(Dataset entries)
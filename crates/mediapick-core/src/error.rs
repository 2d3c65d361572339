//! Error taxonomy for the acquisition pipeline.
//!
//! Precondition and launch failures reject the request before any external
//! action starts; processing failures abort a whole batch. User cancellation
//! is deliberately not an error (see `ResponseEnvelope::cancelled`).

use std::io;

/// Stable machine-readable error codes exposed at the bridge boundary.
#[derive(Clone, Copy, Debug, PartialEq, Eq)]
pub enum ErrorCode {
    CameraUnavailable,
    Permission,
    Others,
}

impl ErrorCode {
    pub fn as_str(&self) -> &'static str {
        match self {
            ErrorCode::CameraUnavailable => "camera_unavailable",
            ErrorCode::Permission => "permission",
            ErrorCode::Others => "others",
        }
    }
}

#[derive(Debug, thiserror::Error)]
pub enum AcquireError {
    #[error("no camera present on this device")]
    CameraUnavailable,

    #[error("{0}")]
    PermissionDenied(String),

    /// The host app declares the camera permission without holding it.
    /// Reported under the generic code, unlike storage permission denials.
    #[error("{0}")]
    CameraPermission(String),

    #[error("no active UI context")]
    NoUiContext,

    #[error("another acquisition request is already in flight")]
    Busy,

    #[error("could not create temp file: {0}")]
    TempFile(#[source] io::Error),

    #[error("no handler for platform action: {0}")]
    NoHandler(String),

    #[error("unsupported file type: {0}")]
    UnsupportedType(String),

    #[error("asset processing failed: {0}")]
    Processing(#[source] anyhow::Error),
}

impl AcquireError {
    /// Map to the stable code reported in rejections and error envelopes.
    pub fn code(&self) -> ErrorCode {
        match self {
            AcquireError::CameraUnavailable => ErrorCode::CameraUnavailable,
            AcquireError::PermissionDenied(_) => ErrorCode::Permission,
            AcquireError::CameraPermission(_)
            | AcquireError::NoUiContext
            | AcquireError::Busy
            | AcquireError::TempFile(_)
            | AcquireError::NoHandler(_)
            | AcquireError::UnsupportedType(_)
            | AcquireError::Processing(_) => ErrorCode::Others,
        }
    }
}
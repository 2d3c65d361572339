//! Platform abstraction: capability checks, content resolution, and the
//! external picker/camera action.

use std::io::Read;
use std::path::{Path, PathBuf};

use mediapick_core::{MediaUri, VideoQuality};

/// MIME filter applied to the platform "get content" action.
#[derive(Clone, Copy, Debug, PartialEq, Eq)]
pub enum MimeFilter {
    Images,
    Videos,
    ImagesAndVideos,
}

/// An action the OS is asked to run on the app's behalf.
#[derive(Clone, Debug)]
pub enum PlatformAction {
    CapturePhoto {
        output: PathBuf,
        front_camera: bool,
    },
    CaptureVideo {
        output: PathBuf,
        front_camera: bool,
        quality: VideoQuality,
        duration_limit_secs: Option<u32>,
    },
    PickMedia {
        filter: MimeFilter,
        allow_multiple: bool,
    },
}

/// Identifies one launched request so stray or stale platform callbacks can
/// be ignored.
#[derive(Clone, Copy, Debug, PartialEq, Eq, Hash)]
pub struct RequestTicket(pub u64);

/// What the external action eventually reported back.
#[derive(Clone, Debug)]
pub enum ExternalOutcome {
    /// The user confirmed; library picks carry the selected URIs in
    /// platform order, camera captures may leave this empty (the capture
    /// went to the pre-created output file).
    Success { uris: Vec<MediaUri> },
    Cancelled,
    Failed,
}

#[derive(Debug, thiserror::Error)]
pub enum LaunchError {
    #[error("no handler registered for {0}")]
    NoHandler(String),
}

/// Host capability and permission checks, evaluated before any external
/// action starts.
pub trait HostEnvironment: Send + Sync {
    fn camera_available(&self) -> bool;

    /// Whether a foreground UI context exists to run an external action in.
    fn has_ui_context(&self) -> bool;

    /// False only when the host app declares the camera permission without
    /// it being granted; apps that never declare it pass.
    fn camera_permission_fulfilled(&self) -> bool;

    /// Legacy OS versions gate public-storage writes behind an extra
    /// permission.
    fn legacy_write_permission_required(&self) -> bool;
    fn write_permission_granted(&self) -> bool;
}

/// Target collection for the best-effort save of camera captures.
#[derive(Clone, Copy, Debug, PartialEq, Eq)]
pub enum PublicKind {
    Photo,
    Video,
}

/// OS-mediated access to content URIs and shared storage.
///
/// Implementations may restrict repeat access to a content URI, which is why
/// the pipeline materializes every content source into an app-private file
/// before processing.
pub trait ContentStore: Send + Sync {
    fn open(&self, uri: &str) -> std::io::Result<Box<dyn Read + Send>>;

    /// MIME type as reported by the resolver, if it reports one.
    fn mime_type(&self, uri: &str) -> Option<String>;

    /// Human-readable display name (usually the original filename).
    fn display_name(&self, uri: &str) -> Option<String>;

    /// Underlying filesystem path of the content, when the resolver exposes
    /// one.
    fn original_path(&self, uri: &str) -> Option<String>;

    /// Copy a captured file into the device's public media collection under
    /// the given display name.
    fn save_to_public_storage(
        &self,
        source: &Path,
        kind: PublicKind,
        mime_type: Option<&str>,
        display_name: &str,
    ) -> anyhow::Result<()>;
}

/// Hands a built action to the OS. Must not invoke the result callback
/// synchronously from within `launch`.
pub trait ActionLauncher: Send + Sync {
    fn launch(&self, ticket: RequestTicket, action: PlatformAction) -> Result<(), LaunchError>;
}
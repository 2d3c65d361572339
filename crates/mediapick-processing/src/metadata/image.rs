//! EXIF-derived image metadata.

use std::fs;
use std::io::BufReader;
use std::path::Path;

use super::to_utc_iso8601;

const EXIF_DATETIME_FORMAT: &str = "%Y:%m:%d %H:%M:%S";

/// Timestamp metadata read from an image's EXIF block.
#[derive(Clone, Debug, Default)]
pub struct ImageMetadata {
    pub timestamp: Option<String>,
}

impl ImageMetadata {
    /// Read the EXIF DateTime tag and convert it to UTC ISO-8601. Any I/O or
    /// parse failure yields absent fields; a missing timestamp must never
    /// block the selection.
    pub fn read(path: &Path) -> Self {
        let raw = match Self::read_datetime_tag(path) {
            Some(raw) => raw,
            None => return Self::default(),
        };
        let timestamp = to_utc_iso8601(&raw, EXIF_DATETIME_FORMAT);
        if timestamp.is_none() {
            tracing::debug!(path = %path.display(), value = %raw, "could not parse EXIF datetime");
        }
        Self { timestamp }
    }

    fn read_datetime_tag(path: &Path) -> Option<String> {
        let file = fs::File::open(path).ok()?;
        let mut reader = BufReader::new(file);
        let exif = exif::Reader::new().read_from_container(&mut reader).ok()?;
        let field = exif.get_field(exif::Tag::DateTime, exif::In::PRIMARY)?;
        match field.value {
            exif::Value::Ascii(ref v) => v
                .first()
                .map(|bytes| String::from_utf8_lossy(bytes).trim_end_matches('\0').to_string()),
            _ => None,
        }
    }
}
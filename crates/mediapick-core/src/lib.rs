//! Mediapick Core Library
//!
//! This crate provides the option model, URI model, response data model,
//! error taxonomy, and configuration shared across all mediapick components.

pub mod asset;
pub mod config;
pub mod error;
pub mod options;
pub mod temp;
pub mod uri;

// Re-export commonly used types
pub use asset::{ExtraMetadata, MediaAsset, ResponseEnvelope};
pub use config::PickerConfig;
pub use error::{AcquireError, ErrorCode};
pub use options::{AcquisitionOptions, MediaType, VideoQuality};
pub use temp::TempStore;
pub use uri::MediaUri;
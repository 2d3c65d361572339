//! Mediapick acquisition: the picker/camera flow controller.
//!
//! The OS-owned picker and camera are modeled as external actors behind
//! [`platform`] traits: the controller launches a [`PlatformAction`], the host
//! feeds the eventual outcome back through
//! [`AcquisitionController::handle_external_result`], and the caller awaits
//! the resulting [`ResponseFuture`].

mod assemble;
pub mod controller;
pub mod platform;

pub use controller::{AcquisitionController, ResponseFuture};
pub use platform::{
    ActionLauncher, ContentStore, ExternalOutcome, HostEnvironment, LaunchError, MimeFilter,
    PlatformAction, PublicKind, RequestTicket,
};

// Re-export the core surface callers need alongside the controller.
pub use mediapick_core::{
    AcquireError, AcquisitionOptions, ErrorCode, MediaAsset, MediaType, MediaUri, PickerConfig,
    ResponseEnvelope, VideoQuality,
};
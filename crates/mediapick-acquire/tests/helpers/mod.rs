//! In-memory platform mocks for acquisition flow tests.

use std::collections::HashMap;
use std::io::{Cursor, Read};
use std::path::{Path, PathBuf};
use std::sync::atomic::{AtomicBool, Ordering};
use std::sync::Mutex;

use mediapick_acquire::{
    ActionLauncher, ContentStore, HostEnvironment, LaunchError, PlatformAction, PublicKind,
    RequestTicket,
};

pub struct MockHost {
    pub camera: bool,
    pub ui: bool,
    pub camera_permission: bool,
    pub legacy_write: bool,
    pub write_granted: bool,
}

impl Default for MockHost {
    fn default() -> Self {
        Self {
            camera: true,
            ui: true,
            camera_permission: true,
            legacy_write: false,
            write_granted: true,
        }
    }
}

impl HostEnvironment for MockHost {
    fn camera_available(&self) -> bool {
        self.camera
    }
    fn has_ui_context(&self) -> bool {
        self.ui
    }
    fn camera_permission_fulfilled(&self) -> bool {
        self.camera_permission
    }
    fn legacy_write_permission_required(&self) -> bool {
        self.legacy_write
    }
    fn write_permission_granted(&self) -> bool {
        self.write_granted
    }
}

#[derive(Clone, Default)]
pub struct ContentEntry {
    pub bytes: Vec<u8>,
    pub mime: Option<String>,
    pub display_name: Option<String>,
    pub original_path: Option<String>,
}

/// One completed public-storage copy, with the bytes read from the source
/// at copy time.
pub struct SavedPublic {
    pub source: PathBuf,
    pub display_name: String,
    pub bytes: Vec<u8>,
}

#[derive(Default)]
pub struct MockStore {
    pub entries: HashMap<String, ContentEntry>,
    pub saved_public: Mutex<Vec<SavedPublic>>,
}

impl MockStore {
    pub fn with_entry(mut self, uri: &str, entry: ContentEntry) -> Self {
        self.entries.insert(uri.to_string(), entry);
        self
    }
}

impl ContentStore for MockStore {
    fn open(&self, uri: &str) -> std::io::Result<Box<dyn Read + Send>> {
        match self.entries.get(uri) {
            Some(entry) => Ok(Box::new(Cursor::new(entry.bytes.clone()))),
            None => Err(std::io::Error::new(
                std::io::ErrorKind::NotFound,
                format!("no content at {uri}"),
            )),
        }
    }

    fn mime_type(&self, uri: &str) -> Option<String> {
        self.entries.get(uri)?.mime.clone()
    }

    fn display_name(&self, uri: &str) -> Option<String> {
        self.entries.get(uri)?.display_name.clone()
    }

    fn original_path(&self, uri: &str) -> Option<String> {
        self.entries.get(uri)?.original_path.clone()
    }

    fn save_to_public_storage(
        &self,
        source: &Path,
        _kind: PublicKind,
        _mime_type: Option<&str>,
        display_name: &str,
    ) -> anyhow::Result<()> {
        // Read like a real copy would: a vanished source must fail.
        let bytes = std::fs::read(source)?;
        self.saved_public.lock().unwrap().push(SavedPublic {
            source: source.to_path_buf(),
            display_name: display_name.to_string(),
            bytes,
        });
        Ok(())
    }
}

#[derive(Default)]
pub struct MockLauncher {
    pub launched: Mutex<Vec<(RequestTicket, PlatformAction)>>,
    pub fail: AtomicBool,
}

impl MockLauncher {
    pub fn last(&self) -> (RequestTicket, PlatformAction) {
        self.launched
            .lock()
            .unwrap()
            .last()
            .cloned()
            .expect("nothing launched")
    }

    pub fn set_fail(&self, fail: bool) {
        self.fail.store(fail, Ordering::SeqCst);
    }
}

impl ActionLauncher for MockLauncher {
    fn launch(&self, ticket: RequestTicket, action: PlatformAction) -> Result<(), LaunchError> {
        if self.fail.load(Ordering::SeqCst) {
            return Err(LaunchError::NoHandler("mock action".to_string()));
        }
        self.launched.lock().unwrap().push((ticket, action));
        Ok(())
    }
}

pub fn png_bytes(width: u32, height: u32) -> Vec<u8> {
    let img = image::RgbImage::from_pixel(width, height, image::Rgb([10, 20, 30]));
    let mut buffer = Vec::new();
    let mut cursor = Cursor::new(&mut buffer);
    img.write_to(&mut cursor, image::ImageFormat::Png).unwrap();
    buffer
}
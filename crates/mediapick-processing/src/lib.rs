//! Mediapick processing: image normalization and metadata extraction.
//!
//! Still images are the only media that get resized or converted; video is
//! passed through untouched apart from container metadata extraction.

pub mod image;
pub mod metadata;
pub mod mime;
pub mod orientation;

pub use crate::image::ImageNormalizer;
pub use metadata::{ImageMetadata, VideoMetadata};
pub use mime::MediaKind;
pub use orientation::Orientation;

WHAT THE TASK ASKS
Look above for the line holding "batch. User cancellation" and the line holding "pub enum ErrorCode", then output exactly those two lines and every line between them, nothing more.

WRITTEN RESPONSE
//! action starts; processing failures abort a whole batch. User cancellation
//! is deliberately not an error (see `ResponseEnvelope::cancelled`).

use std::io;

/// Stable machine-readable error codes exposed at the bridge boundary.
#[derive(Clone, Copy, Debug, PartialEq, Eq)]
pub enum ErrorCode {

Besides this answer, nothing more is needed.